The Qataris are meanwhile trying to prevent Algeria from resupplying Gaddafi with tanks and armoured vehicles – this was one of the reasons why the Emir of Qatar, the wisest bird in the Arabian Gulf, visited the Algerian president, Abdelaziz Bouteflika, last week. Qatar is committed to the Libyan rebels in Benghazi; its planes are flying over Libya from Crete and – undisclosed until now – it has Qatari officers advising the rebels inside the city of Misrata in western Libya; but if Algerian armour is indeed being handed over to Gaddafi to replace the material that has been destroyed in air strikes, it would account for the ridiculously slow progress which the Nato campaign is making against Gaddafi.

Of course, it all depends on whether Bouteflika really controls his army – or whether the Algerian “pouvoir”, which includes plenty of secretive and corrupt generals, are doing the deals. Algerian equipment is superior to Gaddafi’s and thus for every tank he loses, Ghaddafi might be getting an improved model to replace it. Below Tunisia, Algeria and Libya share a 750-mile desert frontier, an easy access route for weapons to pass across the border.
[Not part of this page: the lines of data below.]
//! Wallet context
//!
//! Process-wide cache of the customer's balance and transactions. Reads
//! inside the TTL window are served from memory. Mutations are applied
//! optimistically and then reconciled by a forced background refetch;
//! whatever the server returns last wins.

use serde::{Deserialize, Serialize};
use shared::models::{TopUpRequest, TopUpResponse, TransactionKind, Wallet, WalletTransaction};
use shared::money;
use std::sync::Arc;
use std::time::Duration;
use tokio::sync::{Mutex, RwLock};
use tokio::task::JoinHandle;
use tokio::time::Instant;

use crate::endpoints;
use crate::error::{ClientError, ClientResult};
use crate::http::HttpClient;
use crate::payment::VnPayReturn;
use crate::session::SessionStore;

/// Balance plus transactions split by category
#[derive(Debug, Clone, Default, Serialize, Deserialize)]
pub struct WalletSnapshot {
    pub wallet_id: Option<String>,
    pub balance: f64,
    #[serde(default)]
    pub purchases: Vec<WalletTransaction>,
    #[serde(default)]
    pub deposits: Vec<WalletTransaction>,
    #[serde(default)]
    pub refunds: Vec<WalletTransaction>,
}

impl WalletSnapshot {
    pub fn from_parts(wallet: Wallet, transactions: Vec<WalletTransaction>) -> Self {
        let mut snapshot = Self {
            wallet_id: Some(wallet.id),
            balance: wallet.amount,
            ..Self::default()
        };
        for tx in transactions {
            match tx.kind() {
                TransactionKind::Purchase => snapshot.purchases.push(tx),
                TransactionKind::Deposit => snapshot.deposits.push(tx),
                TransactionKind::Refund => snapshot.refunds.push(tx),
                TransactionKind::Other => {
                    tracing::debug!(id = %tx.id, code = %tx.type_code, "Ignoring uncategorised transaction");
                }
            }
        }
        snapshot
    }
}

#[derive(Debug, Default)]
struct WalletState {
    snapshot: WalletSnapshot,
    last_fetched: Option<Instant>,
}

/// Shared wallet cache for one user
pub struct WalletContext<C: HttpClient> {
    http: Arc<C>,
    user_id: String,
    ttl: Duration,
    state: Arc<RwLock<WalletState>>,
    refresh: Arc<Mutex<()>>,
    store: Option<SessionStore>,
}

impl<C: HttpClient> Clone for WalletContext<C> {
    fn clone(&self) -> Self {
        Self {
            http: Arc::clone(&self.http),
            user_id: self.user_id.clone(),
            ttl: self.ttl,
            state: Arc::clone(&self.state),
            refresh: Arc::clone(&self.refresh),
            store: self.store.clone(),
        }
    }
}

impl<C: HttpClient + 'static> WalletContext<C> {
    pub fn new(http: Arc<C>, user_id: impl Into<String>, ttl: Duration) -> Self {
        Self {
            http,
            user_id: user_id.into(),
            ttl,
            state: Arc::new(RwLock::new(WalletState::default())),
            refresh: Arc::new(Mutex::new(())),
            store: None,
        }
    }

    /// Write every refreshed snapshot into the saved session.
    pub fn with_store(mut self, store: SessionStore) -> Self {
        self.store = Some(store);
        self
    }

    pub fn user_id(&self) -> &str {
        &self.user_id
    }

    /// Seed the cache from a persisted snapshot. The snapshot is shown
    /// immediately but counts as stale, so the next fetch still hits the
    /// network.
    pub async fn restore(&self, snapshot: WalletSnapshot) {
        let mut state = self.state.write().await;
        state.snapshot = snapshot;
        state.last_fetched = None;
    }

    /// Current cached snapshot, fresh or not.
    pub async fn snapshot(&self) -> WalletSnapshot {
        self.state.read().await.snapshot.clone()
    }

    /// Mark the cache stale.
    pub async fn invalidate(&self) {
        self.state.write().await.last_fetched = None;
    }

    async fn fresh_snapshot(&self) -> Option<WalletSnapshot> {
        let state = self.state.read().await;
        let fetched = state.last_fetched?;
        (fetched.elapsed() < self.ttl).then(|| state.snapshot.clone())
    }

    /// Balance and transactions, from cache when the last fetch is
    /// younger than the TTL and `force_refresh` is false.
    pub async fn fetch_wallet_data(&self, force_refresh: bool) -> ClientResult<WalletSnapshot> {
        if !force_refresh && let Some(snapshot) = self.fresh_snapshot().await {
            tracing::debug!(user_id = %self.user_id, "Wallet served from cache");
            return Ok(snapshot);
        }

        let _guard = self.refresh.lock().await;
        // A concurrent caller may have refreshed while we waited.
        if !force_refresh && let Some(snapshot) = self.fresh_snapshot().await {
            return Ok(snapshot);
        }

        let wallet_path = endpoints::wallet_for_user(&self.user_id);
        let transactions_path = endpoints::transactions_for_user(&self.user_id);
        let (wallet, transactions) = tokio::try_join!(
            self.http.get::<Wallet>(&wallet_path),
            self.http.get::<Vec<WalletTransaction>>(&transactions_path),
        )?;
        let snapshot = WalletSnapshot::from_parts(wallet, transactions);
        tracing::debug!(user_id = %self.user_id, balance = snapshot.balance, "Wallet refreshed");

        {
            let mut state = self.state.write().await;
            state.snapshot = snapshot.clone();
            state.last_fetched = Some(Instant::now());
        }
        if let Some(store) = &self.store
            && let Err(e) = store.update_wallet(&snapshot)
        {
            tracing::warn!(path = %store.path().display(), error = %e, "Could not persist wallet snapshot");
        }
        Ok(snapshot)
    }

    /// Wallet id, fetching the wallet if it was never loaded.
    pub async fn wallet_id(&self) -> ClientResult<String> {
        self.fetch_wallet_data(false)
            .await?
            .wallet_id
            .ok_or_else(|| ClientError::InvalidResponse("wallet has no id".into()))
    }

    /// Fail with `InsufficientBalance` unless the cached balance covers `amount`.
    pub async fn ensure_sufficient(&self, amount: f64) -> ClientResult<()> {
        let available = self.fetch_wallet_data(false).await?.balance;
        if available < amount {
            return Err(ClientError::InsufficientBalance {
                required: amount,
                available,
            });
        }
        Ok(())
    }

    /// Apply `delta` to the local balance now and reconcile with the
    /// server in the background.
    pub async fn update_balance(&self, delta: f64) -> JoinHandle<()> {
        {
            let mut state = self.state.write().await;
            state.snapshot.balance = money::sum([state.snapshot.balance, delta]);
        }
        let this = self.clone();
        tokio::spawn(async move {
            if let Err(e) = this.fetch_wallet_data(true).await {
                tracing::warn!(user_id = %this.user_id, error = %e, "Background wallet refresh failed");
            }
        })
    }

    /// Start a VNPay top-up; returns the gateway URL to open.
    pub async fn top_up(&self, amount: f64) -> ClientResult<String> {
        if !amount.is_finite() || amount <= 0.0 {
            return Err(ClientError::Validation(format!(
                "top-up amount must be positive, got {amount}"
            )));
        }
        let request = TopUpRequest {
            wallet_id: self.wallet_id().await?,
            amount,
        };
        let response: TopUpResponse = self.http.post(endpoints::TOP_UP, &request).await?;
        tracing::info!(user_id = %self.user_id, amount, "Top-up started");
        Ok(response.payment_url)
    }

    /// Handle the VNPay redirect. A successful payment is credited
    /// locally right away; the server balance follows in the background.
    pub async fn complete_top_up(&self, return_url: &str) -> ClientResult<VnPayReturn> {
        let result = VnPayReturn::parse(return_url)?;
        if result.is_success() {
            tracing::info!(user_id = %self.user_id, amount = result.amount, "Top-up completed");
            let _refresh = self.update_balance(result.amount).await;
        } else {
            tracing::warn!(user_id = %self.user_id, code = %result.response_code, "Top-up failed");
        }
        Ok(result)
    }
}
But the Qataris are also attracting Assad’s venom. Al Jazeera’s concentration on the Syrian uprising – its graphic images of the dead and wounded far more devastating than anything our soft western television news shows would dare broadcast – has Syrian state television nightly spitting at the Emir and at the state of Qatar. The Syrian government has now suspended up to £4 billion of Qatari investment projects, including one belonging to the Qatar Electricity and Water Company.

Amid all these vast and epic events – Yemen itself may yet prove to be the biggest bloodbath of all, while the number of Syria’s “martyrs” have now exceeded the victims of Mubarak’s death squads five months ago – is it any surprise that the frolics of Messrs Netanyahu and Obama appear so irrelevant? Indeed, Obama’s policy towards the Middle East – whatever it is – sometimes appears so muddled that it is scarcely worthy of study. He supports, of course, democracy – then admits that this may conflict with America’s interests. In that wonderful democracy called Saudi Arabia, the US is now pushing ahead with a £40 billion arms deal and helping the Saudis to develop a new “elite” force to protect the kingdom’s oil and future nuclear sites. Hence Obama’s fear of upsetting Saudi Arabia, two of whose three leading brothers are now so incapacitated that they can no longer make sane decisions – unfortunately, one of these two happens to be King Abdullah – and his willingness to allow the Assad family’s atrocity-prone regime to survive. Of course, the Israelis would far prefer the “stability” of the Syrian dictatorship to continue; better the dark caliphate you know than the hateful Islamists who might emerge from the ruins. But is this argument really good enough for Obama to support when the people of Syria are dying in the streets for the kind of democracy that the US president says he wants to see in the region?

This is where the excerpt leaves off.